I am an unrepentant fan of strong systems and structures in a school. Without them, teachers cannot teach and pupils cannot learn. Without order and calm, a teacher simply cannot deliver a lesson. We’ve all been there- lesson derailed by a group of kids who keep interrupting or messing about, or by that one kid who insists on farting or doing something ridiculous every time you try to speak. It is utterly soul destroying, particularly when you notice a few quiet kids at the back of the room desperately trying to listen and get on.

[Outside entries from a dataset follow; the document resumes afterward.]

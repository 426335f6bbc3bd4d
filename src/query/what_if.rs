//! `what_if(nodeId, options)` (`spec.md` §4.5.2): forward traversal over
//! `causes` (and optionally `temporal`/`equivalent`) edges.

use crate::error::QueryError;
use crate::ir::{Ir, RelationshipType};
use crate::query::index::Indexes;
use serde::Serialize;
use std::collections::{HashMap, HashSet, VecDeque};

#[derive(Debug, Clone, Copy, PartialEq, Eq, Default)]
pub enum WhatIfFormat {
    #[default]
    Tree,
    Summary,
}

#[derive(Debug, Clone)]
pub struct WhatIfOptions {
    pub format: WhatIfFormat,
    pub include_temporal_consequences: bool,
    pub include_equivalent: bool,
    pub max_depth: Option<usize>,
}

impl Default for WhatIfOptions {
    fn default() -> Self {
        Self {
            format: WhatIfFormat::default(),
            include_temporal_consequences: true,
            include_equivalent: false,
            max_depth: None,
        }
    }
}

#[derive(Debug, Clone, Serialize)]
pub struct ImpactNode {
    pub node_id: String,
    pub content: String,
    pub depth: usize,
}

#[derive(Debug, Clone, Serialize)]
pub struct ImpactTree {
    pub direct: Vec<ImpactNode>,
    pub indirect: Vec<ImpactNode>,
}

#[derive(Debug, Clone, Serialize)]
pub struct TensionEdge {
    pub source: String,
    pub target: String,
    pub axis_label: Option<String>,
}

#[derive(Debug, Clone, Serialize)]
pub struct WhatIfMetadata {
    pub tension_count: usize,
    pub total_impacted: usize,
}

#[derive(Debug, Clone, Serialize)]
#[serde(tag = "format")]
pub enum WhatIfResult {
    #[serde(rename = "tree")]
    Tree {
        source: String,
        impact_tree: ImpactTree,
        tensions_in_impact_zone: Vec<TensionEdge>,
        metadata: WhatIfMetadata,
    },
    #[serde(rename = "summary")]
    Summary {
        source: String,
        benefits: Vec<String>,
        risks: Vec<String>,
        key_tradeoff: Option<String>,
        metadata: WhatIfMetadata,
    },
}

/// Forward closure from `node_id` over causal (and configured) edges, as
/// `(node_id, depth)` pairs in discovery order. Shared with `alternatives`'
/// consequence/tension-zone computation.
pub fn descendants<'a>(
    idx: &Indexes<'a>,
    node_id: &'a str,
    include_temporal: bool,
    include_equivalent: bool,
    max_depth: Option<usize>,
) -> Vec<(&'a str, usize)> {
    let mut depth_of: HashMap<&str, usize> = HashMap::new();
    let mut order: Vec<(&str, usize)> = Vec::new();
    let mut queue: VecDeque<(&str, usize)> = VecDeque::new();
    depth_of.insert(node_id, 0);
    queue.push_back((node_id, 0));

    while let Some((current, depth)) = queue.pop_front() {
        if max_depth.is_some_and(|max| depth >= max) {
            continue;
        }
        for rel in idx.from_source.get(current).into_iter().flatten() {
            let follows = rel.rel_type == RelationshipType::Causes
                || (include_temporal && rel.rel_type == RelationshipType::Temporal)
                || (include_equivalent && rel.rel_type == RelationshipType::Equivalent);
            if !follows {
                continue;
            }
            let next = rel.target.as_str();
            if !depth_of.contains_key(next) {
                depth_of.insert(next, depth + 1);
                order.push((next, depth + 1));
                queue.push_back((next, depth + 1));
            }
        }
    }
    order
}

pub fn what_if(ir: &Ir, node_id: &str, options: &WhatIfOptions) -> Result<WhatIfResult, QueryError> {
    let idx = Indexes::build(ir);
    idx.node(node_id)?;

    let order = descendants(
        &idx,
        node_id,
        options.include_temporal_consequences,
        options.include_equivalent,
        options.max_depth,
    );
    let descendant_set: HashSet<&str> = order.iter().map(|&(id, _)| id).collect();

    let tension_zone: Vec<&crate::ir::Relationship> = ir
        .relationships
        .iter()
        .filter(|r| r.rel_type == RelationshipType::Tension)
        .filter(|r| descendant_set.contains(r.source.as_str()) || descendant_set.contains(r.target.as_str()))
        .collect();

    let metadata = WhatIfMetadata {
        tension_count: tension_zone.len(),
        total_impacted: order.len(),
    };

    match options.format {
        WhatIfFormat::Tree => {
            let direct = order
                .iter()
                .filter(|&&(_, d)| d == 1)
                .map(|&(id, depth)| ImpactNode {
                    node_id: id.to_string(),
                    content: idx.content_of(id),
                    depth,
                })
                .collect();
            let indirect = order
                .iter()
                .filter(|&&(_, d)| d > 1)
                .map(|&(id, depth)| ImpactNode {
                    node_id: id.to_string(),
                    content: idx.content_of(id),
                    depth,
                })
                .collect();
            let tensions_in_impact_zone = tension_zone
                .iter()
                .map(|r| TensionEdge {
                    source: r.source.clone(),
                    target: r.target.clone(),
                    axis_label: r.axis_label.clone(),
                })
                .collect();
            Ok(WhatIfResult::Tree {
                source: node_id.to_string(),
                impact_tree: ImpactTree { direct, indirect },
                tensions_in_impact_zone,
                metadata,
            })
        }
        WhatIfFormat::Summary => {
            let tension_endpoints: HashSet<&str> = ir
                .relationships
                .iter()
                .filter(|r| r.rel_type == RelationshipType::Tension)
                .flat_map(|r| [r.source.as_str(), r.target.as_str()])
                .collect();

            let mut benefits = Vec::new();
            let mut risks = Vec::new();
            for &(id, depth) in order.iter().filter(|&&(_, d)| d == 1) {
                let content = idx.content_of(id);
                if tension_endpoints.contains(id) {
                    risks.push(content);
                } else {
                    benefits.push(content);
                }
                let _ = depth;
            }
            let key_tradeoff = tension_zone.first().and_then(|r| r.axis_label.clone());

            Ok(WhatIfResult::Summary {
                source: node_id.to_string(),
                benefits,
                risks,
                key_tradeoff,
                metadata,
            })
        }
    }
}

Systems can, of course, put a stop to all of this. If every teacher in the school administers detentions for rule-breaking, kids will quickly learn to stop breaking the rules. This sounds easier than it is. It depends enormously on staff working together and following the systems consistently. Without this consistency, you have a situation in which the kids know they have to behave for one teacher (and probably resent them for it), but get away with messing about for another.

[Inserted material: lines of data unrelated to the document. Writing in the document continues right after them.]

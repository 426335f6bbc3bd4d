//! Deterministic content hashing (`spec.md` §4.1).
//!
//! Ids in the IR are not assigned by a counter; they are derived from the
//! content being identified. Two nodes with the same `{type, content,
//! modifiers}` always collapse to the same id, which is what gives the
//! parser its deduplication behavior for free.

use serde::Serialize;
use sha2::{Digest, Sha256};

/// Hash any serializable value into a 64-character lowercase hex digest.
///
/// The value is serialized to JSON with object keys in ascending order
/// (via [`canonical_json`]) before hashing, so field declaration order in
/// Rust structs never leaks into the id.
pub fn hash_value<T: Serialize>(value: &T) -> String {
    let canonical = canonical_json(value);
    let mut hasher = Sha256::new();
    hasher.update(canonical.as_bytes());
    let digest = hasher.finalize();
    hex_lower(&digest)
}

/// Serialize `value` to JSON with every object's keys sorted
/// lexicographically, recursively, and no insignificant whitespace.
fn canonical_json<T: Serialize>(value: &T) -> String {
    let json = serde_json::to_value(value).expect("content hash input must be serializable");
    let sorted = sort_keys(json);
    serde_json::to_string(&sorted).expect("sorted value must re-serialize")
}

fn sort_keys(value: serde_json::Value) -> serde_json::Value {
    use serde_json::Value;
    match value {
        Value::Object(map) => {
            let mut sorted = serde_json::Map::new();
            let mut keys: Vec<_> = map.keys().cloned().collect();
            keys.sort();
            for key in keys {
                let v = map[&key].clone();
                sorted.insert(key, sort_keys(v));
            }
            Value::Object(sorted)
        }
        Value::Array(items) => Value::Array(items.into_iter().map(sort_keys).collect()),
        other => other,
    }
}

fn hex_lower(bytes: &[u8]) -> String {
    let mut out = String::with_capacity(bytes.len() * 2);
    for byte in bytes {
        out.push_str(&format!("{:02x}", byte));
    }
    out
}

#[cfg(test)]
mod tests {
    use super::*;
    use serde::Serialize;

    #[derive(Serialize)]
    struct Example {
        b: u32,
        a: u32,
    }

    #[test]
    fn key_order_does_not_affect_hash() {
        #[derive(Serialize)]
        struct Other {
            a: u32,
            b: u32,
        }
        let h1 = hash_value(&Example { b: 2, a: 1 });
        let h2 = hash_value(&Other { a: 1, b: 2 });
        assert_eq!(h1, h2);
    }

    #[test]
    fn distinct_content_yields_distinct_hash() {
        let h1 = hash_value(&Example { a: 1, b: 2 });
        let h2 = hash_value(&Example { a: 1, b: 3 });
        assert_ne!(h1, h2);
    }

    #[test]
    fn output_is_64_char_lowercase_hex() {
        let h = hash_value(&Example { a: 1, b: 2 });
        assert_eq!(h.len(), 64);
        assert!(h.chars().all(|c| c.is_ascii_hexdigit() && !c.is_uppercase()));
    }
}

Behaviour systems provide everyone- pupils and teachers- with clarity. If you believe that every child is capable of reaching a high standard, and if you all enforce the rules properly, then disruptive behaviour is much easier to manage, and teachers can get on with the job of teaching.
Some of the more vocal sceptics of this approach point out that enforcing systems like this can be problematic. If we reduce behaviour management to a simple administration exercise, we lose something. We lose the chance to build meaningful relationships with our pupils. If you have to enforce a set of rules, you somehow lose the ‘human’ side of teaching, and the necessary teacher autonomy that goes with it.

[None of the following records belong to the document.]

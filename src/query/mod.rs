//! Query engine (`spec.md` §4.5): five read-only graph traversals over a
//! loaded [`crate::ir::Ir`], each building its own [`index::Indexes`].

pub mod alternatives;
pub mod blocked;
pub mod index;
pub mod tensions;
pub mod what_if;
pub mod why;

pub use alternatives::{alternatives, AlternativesFormat, AlternativesOptions, AlternativesResult};
pub use blocked::{blocked, BlockedOptions, BlockedResult};
pub use tensions::{tensions, TensionsGroupBy, TensionsOptions, TensionsResult};
pub use what_if::{what_if, WhatIfFormat, WhatIfOptions, WhatIfResult};
pub use why::{why, WhyFormat, WhyOptions, WhyResult};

Strong systems enable strong relationships
I don’t see this as an ‘either/or’: systems vs. relationships. It isn’t the case that teachers who enforce rules have no relationships with their classes- or that systems somehow get in the way of relationships or teacher autonomy. On the contrary, good systems give teachers the autonomy to form more powerful, enduring relationships with their pupils. Rather than being constrained by the challenges of bad behaviour, teachers are free to get to know their classes and teach their subjects really well.
In a chaotic classroom, where the teacher is standing at the front shouting ‘ssh- get on!’ every 5 seconds, or where they are constantly ignored or spoken over, or shouted at or sworn at, it is very hard to form meaningful relationships. In fact, it takes someone with the personality of a relentless bulldozer to overcome it. It is exhausting, and in fact it’s no surprise that so many teachers leave the profession. If every single lesson is punctuated with bad behaviour, you feel like you’re wasting your time. It’s hard to feel like you are changing children’s lives if you can barely get a word in.
In a calm, focused classroom, on the other hand, the teacher really can build those relationships. There is time for an in-joke, a smile, a conversation, or a genuine exchange of interesting ideas. If all pupils are in the habit of focusing and listening to their teacher, there is space for them to get to know each other. In a focused classroom, children feel successful because they come away from every lesson having learned something new. They learn to love their teacher because they know how much the teacher does for them. They are free to learn because their teachers are free to teach. They don’t have to show off in front of their mates, or pretend not to care out of fear of being called ‘boffin’: in a focused classroom, where learning is the norm, and where teachers are free to teach, children are free to get on, to listen and to learn.
Senior Leaders must encourage both
For every teacher to be able to get the most out of their classes, they need the freedom to be able to build relationships. School leaders must ensure robust systems are in place, and must back their teachers at every turn. But more than this, school leaders should continually encourage teachers to build as many relationships as they can. Connecting with kids- making them feel special, tapping in to their interests and likes and dislikes, making them love you so that they are mortified if they disappoint you- that is the key to excellent teaching.
Yes it may be the case that some teachers can achieve this even in the absence of strong systems, but it would be a heck of a lot easier for everyone if they didn’t have to.